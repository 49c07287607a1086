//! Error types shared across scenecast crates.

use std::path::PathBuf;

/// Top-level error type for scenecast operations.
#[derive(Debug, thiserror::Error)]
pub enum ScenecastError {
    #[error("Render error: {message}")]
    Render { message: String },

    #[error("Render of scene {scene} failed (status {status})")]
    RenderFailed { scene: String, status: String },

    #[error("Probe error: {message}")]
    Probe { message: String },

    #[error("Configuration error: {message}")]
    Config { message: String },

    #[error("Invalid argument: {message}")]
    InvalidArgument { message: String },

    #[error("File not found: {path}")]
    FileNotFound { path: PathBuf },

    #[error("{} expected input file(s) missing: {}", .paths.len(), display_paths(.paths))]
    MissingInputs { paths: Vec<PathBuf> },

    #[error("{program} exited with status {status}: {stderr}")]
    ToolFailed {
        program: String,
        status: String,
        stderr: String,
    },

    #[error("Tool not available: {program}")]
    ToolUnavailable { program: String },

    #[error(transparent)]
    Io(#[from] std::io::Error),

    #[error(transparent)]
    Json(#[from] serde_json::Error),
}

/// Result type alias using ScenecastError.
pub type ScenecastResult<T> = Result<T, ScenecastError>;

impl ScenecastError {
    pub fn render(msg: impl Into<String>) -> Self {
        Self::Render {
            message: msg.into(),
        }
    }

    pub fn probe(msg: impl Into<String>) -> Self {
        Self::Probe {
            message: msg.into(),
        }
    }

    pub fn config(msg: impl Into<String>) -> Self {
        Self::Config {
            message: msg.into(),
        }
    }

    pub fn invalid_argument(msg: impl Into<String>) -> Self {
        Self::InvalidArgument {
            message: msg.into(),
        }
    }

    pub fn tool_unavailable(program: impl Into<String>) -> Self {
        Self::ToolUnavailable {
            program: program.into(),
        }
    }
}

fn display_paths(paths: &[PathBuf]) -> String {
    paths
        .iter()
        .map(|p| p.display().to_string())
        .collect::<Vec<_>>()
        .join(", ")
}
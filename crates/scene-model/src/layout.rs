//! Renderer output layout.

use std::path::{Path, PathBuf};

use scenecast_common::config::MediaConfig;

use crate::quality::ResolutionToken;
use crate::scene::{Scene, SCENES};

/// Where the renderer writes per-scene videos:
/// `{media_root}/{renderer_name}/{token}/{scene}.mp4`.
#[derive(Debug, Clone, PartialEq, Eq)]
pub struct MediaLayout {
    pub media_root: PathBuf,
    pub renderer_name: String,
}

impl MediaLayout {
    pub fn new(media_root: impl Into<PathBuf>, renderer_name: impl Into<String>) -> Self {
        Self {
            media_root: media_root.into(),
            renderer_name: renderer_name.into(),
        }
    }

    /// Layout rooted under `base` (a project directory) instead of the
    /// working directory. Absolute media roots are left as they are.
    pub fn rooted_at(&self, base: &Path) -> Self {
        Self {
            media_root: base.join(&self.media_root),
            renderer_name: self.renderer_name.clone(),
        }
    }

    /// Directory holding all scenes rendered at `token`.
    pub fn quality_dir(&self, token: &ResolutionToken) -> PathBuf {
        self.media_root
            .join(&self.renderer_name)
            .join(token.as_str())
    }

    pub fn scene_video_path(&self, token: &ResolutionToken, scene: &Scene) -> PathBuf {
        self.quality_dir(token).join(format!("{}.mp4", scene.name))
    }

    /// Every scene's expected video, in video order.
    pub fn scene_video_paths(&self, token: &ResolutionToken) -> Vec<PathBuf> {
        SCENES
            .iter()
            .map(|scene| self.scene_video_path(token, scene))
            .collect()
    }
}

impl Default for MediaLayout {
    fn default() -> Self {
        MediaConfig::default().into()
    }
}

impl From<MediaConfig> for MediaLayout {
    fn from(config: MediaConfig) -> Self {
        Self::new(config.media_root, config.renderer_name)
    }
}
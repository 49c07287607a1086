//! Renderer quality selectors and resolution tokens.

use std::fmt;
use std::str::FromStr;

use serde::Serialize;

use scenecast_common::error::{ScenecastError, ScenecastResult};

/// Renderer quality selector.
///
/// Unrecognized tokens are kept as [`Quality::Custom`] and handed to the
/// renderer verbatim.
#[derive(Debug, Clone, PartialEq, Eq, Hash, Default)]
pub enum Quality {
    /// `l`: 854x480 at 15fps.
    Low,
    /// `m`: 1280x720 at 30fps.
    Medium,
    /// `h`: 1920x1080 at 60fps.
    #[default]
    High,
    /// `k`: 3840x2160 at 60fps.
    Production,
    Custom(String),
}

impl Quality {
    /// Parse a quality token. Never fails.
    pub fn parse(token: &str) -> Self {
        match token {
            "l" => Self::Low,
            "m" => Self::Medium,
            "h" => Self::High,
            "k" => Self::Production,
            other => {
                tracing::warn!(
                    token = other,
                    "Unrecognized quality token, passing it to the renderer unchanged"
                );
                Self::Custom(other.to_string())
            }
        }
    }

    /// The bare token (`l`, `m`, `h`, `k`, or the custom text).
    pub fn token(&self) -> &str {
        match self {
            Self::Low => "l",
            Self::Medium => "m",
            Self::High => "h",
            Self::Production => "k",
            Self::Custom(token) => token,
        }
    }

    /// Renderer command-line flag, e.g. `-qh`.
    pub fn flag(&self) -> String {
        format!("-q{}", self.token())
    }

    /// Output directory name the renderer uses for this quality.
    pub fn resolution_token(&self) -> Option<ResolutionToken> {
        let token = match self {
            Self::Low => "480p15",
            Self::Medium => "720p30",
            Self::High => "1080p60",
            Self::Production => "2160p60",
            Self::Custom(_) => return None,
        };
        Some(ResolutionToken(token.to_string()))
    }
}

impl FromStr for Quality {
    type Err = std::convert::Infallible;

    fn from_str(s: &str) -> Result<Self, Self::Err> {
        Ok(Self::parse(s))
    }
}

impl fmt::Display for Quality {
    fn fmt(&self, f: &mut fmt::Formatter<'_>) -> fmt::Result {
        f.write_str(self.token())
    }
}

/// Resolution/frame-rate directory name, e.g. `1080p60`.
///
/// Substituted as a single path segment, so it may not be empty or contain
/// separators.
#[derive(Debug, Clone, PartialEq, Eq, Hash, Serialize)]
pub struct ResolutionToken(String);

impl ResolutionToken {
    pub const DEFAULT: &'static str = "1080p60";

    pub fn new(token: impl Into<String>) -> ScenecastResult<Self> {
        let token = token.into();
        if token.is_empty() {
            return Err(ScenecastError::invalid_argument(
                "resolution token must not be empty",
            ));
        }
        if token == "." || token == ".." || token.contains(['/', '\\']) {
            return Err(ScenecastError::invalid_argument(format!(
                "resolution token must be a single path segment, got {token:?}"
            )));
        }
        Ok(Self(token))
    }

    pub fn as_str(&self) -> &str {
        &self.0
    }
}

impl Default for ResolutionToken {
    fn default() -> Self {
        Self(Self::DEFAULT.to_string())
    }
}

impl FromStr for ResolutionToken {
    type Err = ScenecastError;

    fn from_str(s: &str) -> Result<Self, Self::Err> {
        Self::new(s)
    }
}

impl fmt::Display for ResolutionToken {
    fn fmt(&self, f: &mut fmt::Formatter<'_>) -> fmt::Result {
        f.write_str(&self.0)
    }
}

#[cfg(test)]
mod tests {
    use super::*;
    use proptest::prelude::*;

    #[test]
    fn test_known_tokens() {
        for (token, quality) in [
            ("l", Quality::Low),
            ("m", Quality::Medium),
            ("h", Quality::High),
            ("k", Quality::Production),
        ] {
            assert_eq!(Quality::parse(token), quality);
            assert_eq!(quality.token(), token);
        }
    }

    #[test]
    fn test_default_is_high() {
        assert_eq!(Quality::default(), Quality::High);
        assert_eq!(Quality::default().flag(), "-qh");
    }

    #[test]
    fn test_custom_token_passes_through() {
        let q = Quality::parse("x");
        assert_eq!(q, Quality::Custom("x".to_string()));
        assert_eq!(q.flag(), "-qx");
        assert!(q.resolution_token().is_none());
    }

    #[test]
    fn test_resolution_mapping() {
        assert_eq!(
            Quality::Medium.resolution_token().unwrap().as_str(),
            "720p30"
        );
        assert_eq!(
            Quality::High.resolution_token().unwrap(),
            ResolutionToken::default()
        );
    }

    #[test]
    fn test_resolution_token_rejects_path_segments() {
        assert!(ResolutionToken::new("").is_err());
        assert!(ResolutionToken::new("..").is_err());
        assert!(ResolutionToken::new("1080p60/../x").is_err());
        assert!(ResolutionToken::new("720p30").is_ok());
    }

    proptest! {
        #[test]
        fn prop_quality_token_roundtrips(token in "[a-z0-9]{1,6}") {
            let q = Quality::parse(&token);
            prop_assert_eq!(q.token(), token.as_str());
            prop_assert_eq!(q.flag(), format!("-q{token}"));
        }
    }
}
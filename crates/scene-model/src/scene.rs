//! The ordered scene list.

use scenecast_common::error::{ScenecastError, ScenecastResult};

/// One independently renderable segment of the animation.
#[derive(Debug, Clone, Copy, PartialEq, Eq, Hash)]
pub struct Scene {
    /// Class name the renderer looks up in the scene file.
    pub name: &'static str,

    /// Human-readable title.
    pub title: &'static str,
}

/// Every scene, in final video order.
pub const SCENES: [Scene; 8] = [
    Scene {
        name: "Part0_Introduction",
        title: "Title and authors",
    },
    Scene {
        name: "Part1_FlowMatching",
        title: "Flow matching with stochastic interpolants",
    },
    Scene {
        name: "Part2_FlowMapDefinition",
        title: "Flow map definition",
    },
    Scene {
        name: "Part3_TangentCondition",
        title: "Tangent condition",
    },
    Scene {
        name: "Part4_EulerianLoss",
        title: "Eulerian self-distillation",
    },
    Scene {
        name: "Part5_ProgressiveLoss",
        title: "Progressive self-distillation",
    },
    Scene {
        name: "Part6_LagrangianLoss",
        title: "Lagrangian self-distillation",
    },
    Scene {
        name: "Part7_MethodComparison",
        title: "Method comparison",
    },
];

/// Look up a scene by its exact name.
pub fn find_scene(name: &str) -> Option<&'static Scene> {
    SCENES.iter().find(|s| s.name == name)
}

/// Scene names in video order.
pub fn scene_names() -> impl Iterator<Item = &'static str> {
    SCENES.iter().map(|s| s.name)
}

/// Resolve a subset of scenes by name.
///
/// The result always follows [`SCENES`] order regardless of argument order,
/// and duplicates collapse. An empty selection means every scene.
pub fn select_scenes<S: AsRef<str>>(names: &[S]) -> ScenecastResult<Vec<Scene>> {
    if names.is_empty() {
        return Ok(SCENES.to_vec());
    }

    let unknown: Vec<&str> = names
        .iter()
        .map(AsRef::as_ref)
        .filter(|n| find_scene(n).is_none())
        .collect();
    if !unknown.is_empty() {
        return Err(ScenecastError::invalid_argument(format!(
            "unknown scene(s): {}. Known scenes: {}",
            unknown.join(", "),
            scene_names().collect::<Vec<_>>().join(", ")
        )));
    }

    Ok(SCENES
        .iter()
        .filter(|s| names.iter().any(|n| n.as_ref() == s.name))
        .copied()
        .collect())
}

**What to do:**
Return, from the data, each line where the string "derive" occurs.

**Response:**
#[derive(Debug, thiserror::Error)]
#[derive(Debug, Clone, PartialEq, Eq)]
#[derive(Debug, Clone, PartialEq, Eq, Hash, Default)]
#[derive(Debug, Clone, PartialEq, Eq, Hash, Serialize)]
#[derive(Debug, Clone, Copy, PartialEq, Eq, Hash)]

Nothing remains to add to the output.